Vasomotor symptoms (VMS) are common, but whether VMS are associated with fracture incidence or bone mineral density (BMD) levels is unknown. The following data are derived from the Women's Health Initiative Clinical Trial participants (n= 23,573) aged 50–79 years not using menopausal hormone therapy, and 4867 participants of the BMD sub-study [1]. This was a prospective observational study with mean (standard deviation) follow-up of 8.2 (1.7) years (1993–2005). Baseline VMS, incident adjudicated fractures, and BMD (baseline, annual visits 1, 3, 6, and 9) were measured. The mean age of those with moderate/severe VMS was 60 years, and mean body mass index (BMI) was 30.7 kg/m2. After adjustment for baseline age, BMI, race/ethnicity, smoking, and education, the hazard ratio for hip fracture among women with baseline moderate/severe VMS (vs. no VMS) was 1.78 (95% confidence interval, CI 1.20–2.64;p= 0.01). There was no association between VMS and vertebral fracture. VMS severity was inversely associated with BMD during follow-up (p= 0.004 for femoral neck,p= 0.045 for lumbar spine). In repeated measures models, compared with women who reported no VMS, women with moderate/severe VMS had 0.015 g/cm2lower femoral neck BMD (95% CI -0.025 to -0.005) and 0.016 g/cm2lower lumbar spine BMD (95% CI -0.032 to -0.004).

Comment

Although this seems quite strange, but as Crandall and colleagues state and a PubMed search verifies, the associations between VMS and fracture risk have not been frequently investigated. Previous studies examined the potential relationship of VMS and BMD, and indeed most found that women with more severe VMS had lower BMD values.
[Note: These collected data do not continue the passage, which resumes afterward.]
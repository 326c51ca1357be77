use actix_web::{web, FromRequest};
use chrono::{Local, NaiveDate};
use futures_util::future::LocalBoxFuture;
use std::borrow::Cow;
use validator::{Validate, ValidationError};

use crate::api::error;

pub fn today() -> NaiveDate {
    Local::now().date_naive()
}

pub fn validate_not_blank(value: &str) -> Result<(), ValidationError> {
    if value.trim().is_empty() {
        return Err(ValidationError::new("blank").with_message(Cow::from("must not be blank")));
    }
    Ok(())
}

pub fn validate_no_whitespace(value: &str) -> Result<(), ValidationError> {
    validate_not_blank(value)?;
    if value.chars().any(char::is_whitespace) {
        return Err(ValidationError::new("whitespace")
            .with_message(Cow::from("must not contain whitespace")));
    }
    Ok(())
}

pub fn validate_not_future(value: &NaiveDate) -> Result<(), ValidationError> {
    if *value > today() {
        return Err(ValidationError::new("future").with_message(Cow::from("must not be in the future")));
    }
    Ok(())
}

pub struct ValidatedJson<T>(pub T);

impl<T> FromRequest for ValidatedJson<T>
where
    T: Validate + serde::de::DeserializeOwned + 'static,
{
    type Error = error::Error;
    type Future = LocalBoxFuture<'static, Result<Self, Self::Error>>;

    fn from_request(
        req: &actix_web::HttpRequest,
        payload: &mut actix_web::dev::Payload,
    ) -> Self::Future {
        let fut = web::Json::<T>::from_request(req, payload);

        Box::pin(async move {
            let json = fut.await.map_err(|e| error::Error::bad_request(e.to_string()))?;
            let model = json.into_inner();
            model.validate().map_err(|e| error::Error::bad_request(e.to_string()))?;
            Ok(ValidatedJson(model))
        })
    }
}

pub struct ValidatedQuery<T>(pub T);

impl<T> FromRequest for ValidatedQuery<T>
where
    T: Validate + serde::de::DeserializeOwned + 'static,
{
    type Error = error::Error;
    type Future = LocalBoxFuture<'static, Result<Self, Self::Error>>;

    fn from_request(
        req: &actix_web::HttpRequest,
        payload: &mut actix_web::dev::Payload,
    ) -> Self::Future {
        let fut = web::Query::<T>::from_request(req, payload);

        Box::pin(async move {
            let query = fut.await.map_err(|e| error::Error::bad_request(e.to_string()))?;
            query.validate().map_err(|e| error::Error::bad_request(e.to_string()))?;
            Ok(ValidatedQuery(query.into_inner()))
        })
    }
}
use actix_web::{delete, get, post, put, web};

use crate::modules::film::{
    model::{FilmModel, PopularQuery},
    schema::FilmEntity,
    service::FilmService,
};
use crate::{
    api::{error, success},
    utils::{ValidatedJson, ValidatedQuery},
};

#[post("")]
pub async fn create_film(
    film_service: web::Data<FilmService>,
    film_data: ValidatedJson<FilmModel>,
) -> Result<success::Success<FilmEntity>, error::Error> {
    let film = film_service.create(film_data.0).await?;
    Ok(success::Success::created(Some(film)).message("Film created successfully"))
}

#[put("")]
pub async fn update_film(
    film_service: web::Data<FilmService>,
    film_data: ValidatedJson<FilmModel>,
) -> Result<success::Success<FilmEntity>, error::Error> {
    let film = film_service.update(film_data.0).await?;
    Ok(success::Success::ok(Some(film)).message("Film updated successfully"))
}

#[get("")]
pub async fn list_films(
    film_service: web::Data<FilmService>,
) -> Result<success::Success<Vec<FilmEntity>>, error::Error> {
    let films = film_service.get_all().await?;
    Ok(success::Success::ok(Some(films)).message("Films retrieved successfully"))
}

#[get("/popular")]
pub async fn popular_films(
    film_service: web::Data<FilmService>,
    query: ValidatedQuery<PopularQuery>,
) -> Result<success::Success<Vec<FilmEntity>>, error::Error> {
    let films = film_service.get_popular(query.0.count()).await?;
    Ok(success::Success::ok(Some(films)).message("Popular films retrieved successfully"))
}

#[get(r"/{id:\d+}")]
pub async fn get_film(
    film_service: web::Data<FilmService>,
    film_id: web::Path<u64>,
) -> Result<success::Success<FilmEntity>, error::Error> {
    let film = film_service.get_by_id(film_id.into_inner()).await?;
    Ok(success::Success::ok(Some(film)).message("Film retrieved successfully"))
}

#[delete(r"/{id:\d+}")]
pub async fn delete_film(
    film_service: web::Data<FilmService>,
    film_id: web::Path<u64>,
) -> Result<success::Success<()>, error::Error> {
    film_service.delete(film_id.into_inner()).await?;
    Ok(success::Success::no_content())
}

#[put(r"/{id:\d+}/like/{user_id:\d+}")]
pub async fn add_like(
    film_service: web::Data<FilmService>,
    path: web::Path<(u64, u64)>,
) -> Result<success::Success<()>, error::Error> {
    let (film_id, user_id) = path.into_inner();
    film_service.add_like(film_id, user_id).await?;
    Ok(success::Success::created(None).message("Like added successfully"))
}

#[delete(r"/{id:\d+}/like/{user_id:\d+}")]
pub async fn remove_like(
    film_service: web::Data<FilmService>,
    path: web::Path<(u64, u64)>,
) -> Result<success::Success<()>, error::Error> {
    let (film_id, user_id) = path.into_inner();
    film_service.remove_like(film_id, user_id).await?;
    Ok(success::Success::no_content())
}
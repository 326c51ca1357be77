use chrono::NaiveDate;
use serde::Serialize;
use std::collections::BTreeSet;

#[derive(Debug, Clone, PartialEq, Serialize)]
pub struct UserEntity {
    pub id: u64,
    pub email: String,
    pub login: String,
    pub name: String,
    pub birthday: NaiveDate,
    pub friends: BTreeSet<u64>,
}
use chrono::NaiveDate;
use serde::Deserialize;
use validator::Validate;

use crate::utils::{validate_no_whitespace, validate_not_blank, validate_not_future};

/// Request body for both `POST /users` and `PUT /users`.
#[derive(Debug, Clone, Deserialize, Validate)]
pub struct UserModel {
    pub id: Option<u64>,
    #[validate(
        custom(function = "validate_not_blank"),
        contains(pattern = "@", message = "Email must contain '@'")
    )]
    pub email: String,
    #[validate(custom(function = "validate_no_whitespace"))]
    pub login: String,
    pub name: Option<String>,
    #[validate(custom(function = "validate_not_future"))]
    pub birthday: NaiveDate,
}

impl UserModel {
    /// The display name, falling back to the login when none was given.
    pub fn display_name(&self) -> String {
        match &self.name {
            Some(name) if !name.trim().is_empty() => name.clone(),
            _ => self.login.clone(),
        }
    }
}

pub struct InsertUser {
    pub email: String,
    pub login: String,
    pub name: String,
    pub birthday: NaiveDate,
}

impl From<UserModel> for InsertUser {
    fn from(model: UserModel) -> Self {
        let name = model.display_name();
        InsertUser { email: model.email, login: model.login, name, birthday: model.birthday }
    }
}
Gast and colleagues analyzed data from a population-based sample of 5,600 women, aged 46–57 years and free from bone diseases, who participated in the first cross-sectional part of the Eindhoven Perimenopausal Osteoporosis Study between 1994 and 1995 [2]. They rated the degree of menopausal symptoms and correlated it with spine BMD results, and demonstrated that, after multivariate adjustments for age, BMI, menopause status, smoking, education, exercise, and hormone use, women with the highest frequency of symptoms had a 0.022 g/cm (95% CI -0.03 to -0.01) lower BMD compared with asymptomatic women. Women who reported having the highest frequency of night sweats had a 0.011 g/cm (95% CI -0.02 to -0.001) lower BMD compared with women with no symptoms of night sweats. Interestingly, the same investigators were able to establish similar associations with coronary artery disease: women with menopausal night sweats had a significantly moderately increased risk which could not be totally explained by the levels of cardiovascular risk factors: multivariable-adjusted hazard ratio 1.33 (95% CI 1.05–1.69), attenuated but not eliminated after correction for BMI, blood pressure, and total cholesterol (hazard ratio 1.25; 95% CI 0.99–1.58) [3]. However, symptoms of flushing were not associated with risk of coronary artery disease.